Word for word, transcribe all of the records.
====== Supplied data ======
use async_trait::async_trait;
use base64::Engine;
use reqwest::Client;
use serde::{Deserialize, Serialize};
use std::time::Duration;

use crate::models::job::{MappingPolicy, SwapStrategy};
use crate::services::backends::{BackendError, SourceFace, SwapBackend};

/// Client for the face-swap engine's HTTP API.
///
/// The engine extracts faces from the target image, matches each source face
/// to a person per the requested mapping, and returns the composited image.
/// Images travel base64-encoded in JSON both ways.
pub struct SwapEngineClient {
    http: Client,
    base_url: String,
}

#[derive(Serialize)]
struct SwapRequest {
    target_image: String,
    faces: Vec<SwapFace>,
    mapping: SwapMapping,
}

#[derive(Serialize)]
struct SwapFace {
    position: usize,
    #[serde(skip_serializing_if = "Option::is_none")]
    person_id: Option<String>,
    image: String,
}

#[derive(Serialize)]
struct SwapMapping {
    strategy: &'static str,
    #[serde(skip_serializing_if = "Option::is_none")]
    indices: Option<Vec<u32>>,
}

#[derive(Deserialize)]
struct SwapResponse {
    image: String,
}

impl SwapEngineClient {
    pub fn new(base_url: impl Into<String>, timeout: Duration) -> Self {
        let http = Client::builder()
            .timeout(timeout)
            .build()
            .expect("failed to build HTTP client");
        Self {
            http,
            base_url: base_url.into().trim_end_matches('/').to_string(),
        }
    }

    fn mapping_payload(mapping: &MappingPolicy) -> SwapMapping {
        match mapping {
            MappingPolicy::Strategy(SwapStrategy::Similarity) => SwapMapping {
                strategy: "similarity",
                indices: None,
            },
            MappingPolicy::Strategy(SwapStrategy::LeftToRight) => SwapMapping {
                strategy: "left_to_right",
                indices: None,
            },
            MappingPolicy::Indices(indices) => SwapMapping {
                strategy: "explicit",
                indices: Some(indices.clone()),
            },
        }
    }
}

#[async_trait]
impl SwapBackend for SwapEngineClient {
    async fn swap(
        &self,
        target: &[u8],
        faces: &[SourceFace],
        mapping: &MappingPolicy,
    ) -> Result<Vec<u8>, BackendError> {
        let b64 = base64::engine::general_purpose::STANDARD;

        let request = SwapRequest {
            target_image: b64.encode(target),
            faces: faces
                .iter()
                .map(|face| SwapFace {
                    position: face.position,
                    person_id: face.person_id.clone(),
                    image: b64.encode(&face.bytes),
                })
                .collect(),
            mapping: Self::mapping_payload(mapping),
        };

        let response = self
            .http
            .post(format!("{}/swap", self.base_url))
            .json(&request)
            .send()
            .await
            .map_err(BackendError::from_transport)?;

        let status = response.status();
        if !status.is_success() {
            let body = response.text().await.unwrap_or_default();
            return Err(BackendError::from_status(status, body));
        }

        let parsed: SwapResponse = response
            .json()
            .await
            .map_err(|e| BackendError::Unexpected(format!("malformed swap response: {e}")))?;

        b64.decode(&parsed.image)
            .map_err(|e| BackendError::Unexpected(format!("invalid base64 image payload: {e}")))
    }
}
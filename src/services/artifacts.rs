use std::path::{Path, PathBuf};
use tokio::fs;
use uuid::Uuid;

/// Filesystem-backed artifact store.
///
/// Layout contract shared with the static file server: one directory per job
/// under `<media_root>/jobs/<job_id>/`, one file per published stage plus a
/// final `result.png`, and a `params.json` recording the request. Uploads
/// live under `<media_root>/uploads/`.
pub struct ArtifactStore {
    media_root: PathBuf,
    public_base_url: String,
    /// Path portion of `public_base_url`, e.g. "/media".
    public_path: String,
}

#[derive(Debug, thiserror::Error)]
pub enum ArtifactError {
    #[error("I/O error: {0}")]
    Io(#[from] std::io::Error),

    #[error("artifact already published: job {job_id}, stage '{stage}'")]
    AlreadyPublished { job_id: Uuid, stage: String },

    #[error("URL does not resolve to local media: {0}")]
    ForeignUrl(String),

    #[error("could not serialize job parameters: {0}")]
    Serialize(#[from] serde_json::Error),
}

impl ArtifactStore {
    /// `public_base_url` is the client-visible prefix for `media_root`,
    /// either absolute ("https://host/media") or path-only ("/media").
    pub fn new(media_root: impl Into<PathBuf>, public_base_url: impl Into<String>) -> Self {
        let public_base_url = public_base_url.into().trim_end_matches('/').to_string();
        let public_path = match public_base_url.find("://") {
            Some(scheme_end) => match public_base_url[scheme_end + 3..].find('/') {
                Some(path_start) => public_base_url[scheme_end + 3 + path_start..].to_string(),
                None => String::new(),
            },
            None => public_base_url.clone(),
        };
        Self {
            media_root: media_root.into(),
            public_base_url,
            public_path,
        }
    }

    pub fn uploads_dir(&self) -> PathBuf {
        self.media_root.join("uploads")
    }

    pub fn jobs_dir(&self) -> PathBuf {
        self.media_root.join("jobs")
    }

    pub fn job_dir(&self, job_id: Uuid) -> PathBuf {
        self.jobs_dir().join(job_id.to_string())
    }

    /// Client-visible prefix of a job's artifact directory.
    pub fn job_url_prefix(&self, job_id: Uuid) -> String {
        format!("{}/jobs/{job_id}/", self.public_base_url)
    }

    /// Create the media directory tree. Called once at startup.
    pub async fn ensure_dirs(&self) -> Result<(), ArtifactError> {
        fs::create_dir_all(self.uploads_dir()).await?;
        fs::create_dir_all(self.jobs_dir()).await?;
        Ok(())
    }

    /// Client-visible URL for a path under `media_root`.
    pub fn public_url(&self, path: &Path) -> Result<String, ArtifactError> {
        let rel = path
            .strip_prefix(&self.media_root)
            .map_err(|_| ArtifactError::ForeignUrl(path.display().to_string()))?;
        let mut url = self.public_base_url.clone();
        for component in rel.components() {
            url.push('/');
            url.push_str(&component.as_os_str().to_string_lossy());
        }
        Ok(url)
    }

    /// Resolve a client-visible URL back to a path under `media_root`.
    /// Accepts both the absolute and the path-only form of the public base.
    pub fn resolve_url(&self, url: &str) -> Result<PathBuf, ArtifactError> {
        let rel = url
            .strip_prefix(&self.public_base_url)
            .or_else(|| {
                if self.public_path.is_empty() {
                    None
                } else {
                    url.strip_prefix(&self.public_path)
                }
            })
            .ok_or_else(|| ArtifactError::ForeignUrl(url.to_string()))?;
        let rel = rel.trim_start_matches('/');
        if rel.is_empty() || rel.split('/').any(|part| part.is_empty() || part == "..") {
            return Err(ArtifactError::ForeignUrl(url.to_string()));
        }
        Ok(self.media_root.join(rel))
    }

    /// Publish a stage artifact and return its public URL.
    ///
    /// Writes to a temp file in the job directory and renames it into place,
    /// so a partially written artifact is never visible under its published
    /// name. Publishing the same stage twice is an error.
    pub async fn publish(
        &self,
        job_id: Uuid,
        stage: &str,
        bytes: &[u8],
    ) -> Result<String, ArtifactError> {
        let dir = self.job_dir(job_id);
        fs::create_dir_all(&dir).await?;

        let published = dir.join(format!("{stage}.png"));
        if fs::try_exists(&published).await? {
            return Err(ArtifactError::AlreadyPublished {
                job_id,
                stage: stage.to_string(),
            });
        }

        let tmp = dir.join(format!(".{stage}.png.tmp"));
        fs::write(&tmp, bytes).await?;
        fs::rename(&tmp, &published).await?;

        self.public_url(&published)
    }

    /// Record the submitted request parameters alongside the artifacts.
    pub async fn write_params(
        &self,
        job_id: Uuid,
        params: &serde_json::Value,
    ) -> Result<(), ArtifactError> {
        let dir = self.job_dir(job_id);
        fs::create_dir_all(&dir).await?;
        let bytes = serde_json::to_vec_pretty(params)?;
        fs::write(dir.join("params.json"), bytes).await?;
        Ok(())
    }
}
======
Written solution:
use async_trait::async_trait;
use base64::Engine;
use reqwest::Client;
use serde::{Deserialize, Serialize};
use std::time::Duration;

use crate::models::job::{MappingPolicy, SwapStrategy};
use crate::services::backends::{BackendError, SourceFace, SwapBackend};

/// Client for the face-swap engine's HTTP API.
///
/// The engine extracts faces from the target image, matches each source face
/// to a person per the requested mapping, and returns the composited image.
/// Images travel base64-encoded in JSON both ways.
pub struct SwapEngineClient {
    http: Client,
    base_url: String,
}

#[derive(Serialize)]
struct SwapRequest {
    target_image: String,
    faces: Vec<SwapFace>,
    mapping: SwapMapping,
}

#[derive(Serialize)]
struct SwapFace {
    position: usize,
    #[serde(skip_serializing_if = "Option::is_none")]
    person_id: Option<String>,
    image: String,
}

#[derive(Serialize)]
struct SwapMapping {
    strategy: &'static str,
    #[serde(skip_serializing_if = "Option::is_none")]
    indices: Option<Vec<u32>>,
}

#[derive(Deserialize)]
struct SwapResponse {
    image: String,
}

impl SwapEngineClient {
    pub fn new(base_url: impl Into<String>, timeout: Duration) -> Self {
        let http = Client::builder()
            .timeout(timeout)
            .build()
            .expect("failed to build HTTP client");
        Self {
            http,
            base_url: base_url.into().trim_end_matches('/').to_string(),
        }
    }

    fn mapping_payload(mapping: &MappingPolicy) -> SwapMapping {
        match mapping {
            MappingPolicy::Strategy(SwapStrategy::Similarity) => SwapMapping {
                strategy: "similarity",
                indices: None,
            },
            MappingPolicy::Strategy(SwapStrategy::LeftToRight) => SwapMapping {
                strategy: "left_to_right",
                indices: None,
            },
            MappingPolicy::Indices(indices) => SwapMapping {
                strategy: "explicit",
                indices: Some(indices.clone()),
            },
        }
    }
}

#[async_trait]
impl SwapBackend for SwapEngineClient {
    async fn swap(
        &self,
        target: &[u8],
        faces: &[SourceFace],
        mapping: &MappingPolicy,
    ) -> Result<Vec<u8>, BackendError> {
        let b64 = base64::engine::general_purpose::STANDARD;

        let request = SwapRequest {
            target_image: b64.encode(target),
            faces: faces
                .iter()
                .map(|face| SwapFace {
                    position: face.position,
                    person_id: face.person_id.clone(),
                    image: b64.encode(&face.bytes),
                })
                .collect(),
            mapping: Self::mapping_payload(mapping),
        };

        let response = self
            .http
            .post(format!("{}/swap", self.base_url))
            .json(&request)
            .send()
            .await
            .map_err(BackendError::from_transport)?;

        let status = response.status();
        if !status.is_success() {
            let body = response.text().await.unwrap_or_default();
            return Err(BackendError::from_status(status, body));
        }

        let parsed: SwapResponse = response
            .json()
            .await
            .map_err(|e| BackendError::Unexpected(format!("malformed swap response: {e}")))?;

        b64.decode(&parsed.image)
            .map_err(|e| BackendError::Unexpected(format!("invalid base64 image payload: {e}")))
    }
}
filename src/services/artifacts.rs
use std::path::{Path, PathBuf};
use tokio::fs;
use uuid::Uuid;

/// Filesystem-backed artifact store.
///
/// Layout contract shared with the static file server: one directory per job
/// under `<media_root>/jobs/<job_id>/`, one file per published stage plus a
/// final `result.png`, and a `params.json` recording the request. Uploads
/// live under `<media_root>/uploads/`.
pub struct ArtifactStore {
    media_root: PathBuf,
    public_base_url: String,
    /// Path portion of `public_base_url`, e.g. "/media".
    public_path: String,
}

#[derive(Debug, thiserror::Error)]
pub enum ArtifactError {
    #[error("I/O error: {0}")]
    Io(#[from] std::io::Error),

    #[error("artifact already published: job {job_id}, stage '{stage}'")]
    AlreadyPublished { job_id: Uuid, stage: String },

    #[error("URL does not resolve to local media: {0}")]
    ForeignUrl(String),

    #[error("could not serialize job parameters: {0}")]
    Serialize(#[from] serde_json::Error),
}

impl ArtifactStore {
    /// `public_base_url` is the client-visible prefix for `media_root`,
    /// either absolute ("https://host/media") or path-only ("/media").
    pub fn new(media_root: impl Into<PathBuf>, public_base_url: impl Into<String>) -> Self {
        let public_base_url = public_base_url.into().trim_end_matches('/').to_string();
        let public_path = match public_base_url.find("://") {
            Some(scheme_end) => match public_base_url[scheme_end + 3..].find('/') {
                Some(path_start) => public_base_url[scheme_end + 3 + path_start..].to_string(),
                None => String::new(),
            },
            None => public_base_url.clone(),
        };
        Self {
            media_root: media_root.into(),
            public_base_url,
            public_path,
        }
    }

    pub fn uploads_dir(&self) -> PathBuf {
        self.media_root.join("uploads")
    }

    pub fn jobs_dir(&self) -> PathBuf {
        self.media_root.join("jobs")
    }

    pub fn job_dir(&self, job_id: Uuid) -> PathBuf {
        self.jobs_dir().join(job_id.to_string())
    }

    /// Client-visible prefix of a job's artifact directory.
    pub fn job_url_prefix(&self, job_id: Uuid) -> String {
        format!("{}/jobs/{job_id}/", self.public_base_url)
    }

    /// Create the media directory tree. Called once at startup.
    pub async fn ensure_dirs(&self) -> Result<(), ArtifactError> {
        fs::create_dir_all(self.uploads_dir()).await?;
        fs::create_dir_all(self.jobs_dir()).await?;
        Ok(())
    }

    /// Client-visible URL for a path under `media_root`.
    pub fn public_url(&self, path: &Path) -> Result<String, ArtifactError> {
        let rel = path
            .strip_prefix(&self.media_root)
            .map_err(|_| ArtifactError::ForeignUrl(path.display().to_string()))?;
        let mut url = self.public_base_url.clone();
        for component in rel.components() {
            url.push('/');
            url.push_str(&component.as_os_str().to_string_lossy());
        }
        Ok(url)
    }

    /// Resolve a client-visible URL back to a path under `media_root`.
    /// Accepts both the absolute and the path-only form of the public base.
    pub fn resolve_url(&self, url: &str) -> Result<PathBuf, ArtifactError> {
        let rel = url
            .strip_prefix(&self.public_base_url)
            .or_else(|| {
                if self.public_path.is_empty() {
                    None
                } else {
                    url.strip_prefix(&self.public_path)
                }
            })
            .ok_or_else(|| ArtifactError::ForeignUrl(url.to_string()))?;
        let rel = rel.trim_start_matches('/');
        if rel.is_empty() || rel.split('/').any(|part| part.is_empty() || part == "..") {
            return Err(ArtifactError::ForeignUrl(url.to_string()));
        }
        Ok(self.media_root.join(rel))
    }

    /// Publish a stage artifact and return its public URL.
    ///
    /// Writes to a temp file in the job directory and renames it into place,
    /// so a partially written artifact is never visible under its published
    /// name. Publishing the same stage twice is an error.
    pub async fn publish(
        &self,
        job_id: Uuid,
        stage: &str,
        bytes: &[u8],
    ) -> Result<String, ArtifactError> {
        let dir = self.job_dir(job_id);
        fs::create_dir_all(&dir).await?;

        let published = dir.join(format!("{stage}.png"));
        if fs::try_exists(&published).await? {
            return Err(ArtifactError::AlreadyPublished {
                job_id,
                stage: stage.to_string(),
            });
        }

        let tmp = dir.join(format!(".{stage}.png.tmp"));
        fs::write(&tmp, bytes).await?;
        fs::rename(&tmp, &published).await?;

        self.public_url(&published)
    }

    /// Record the submitted request parameters alongside the artifacts.
    pub async fn write_params(
        &self,
        job_id: Uuid,
        params: &serde_json::Value,
    ) -> Result<(), ArtifactError> {
        let dir = self.job_dir(job_id);
        fs::create_dir_all(&dir).await?;
        let bytes = serde_json::to_vec_pretty(params)?;
        fs::write(dir.join("params.json"), bytes).await?;
        Ok(())
    }
}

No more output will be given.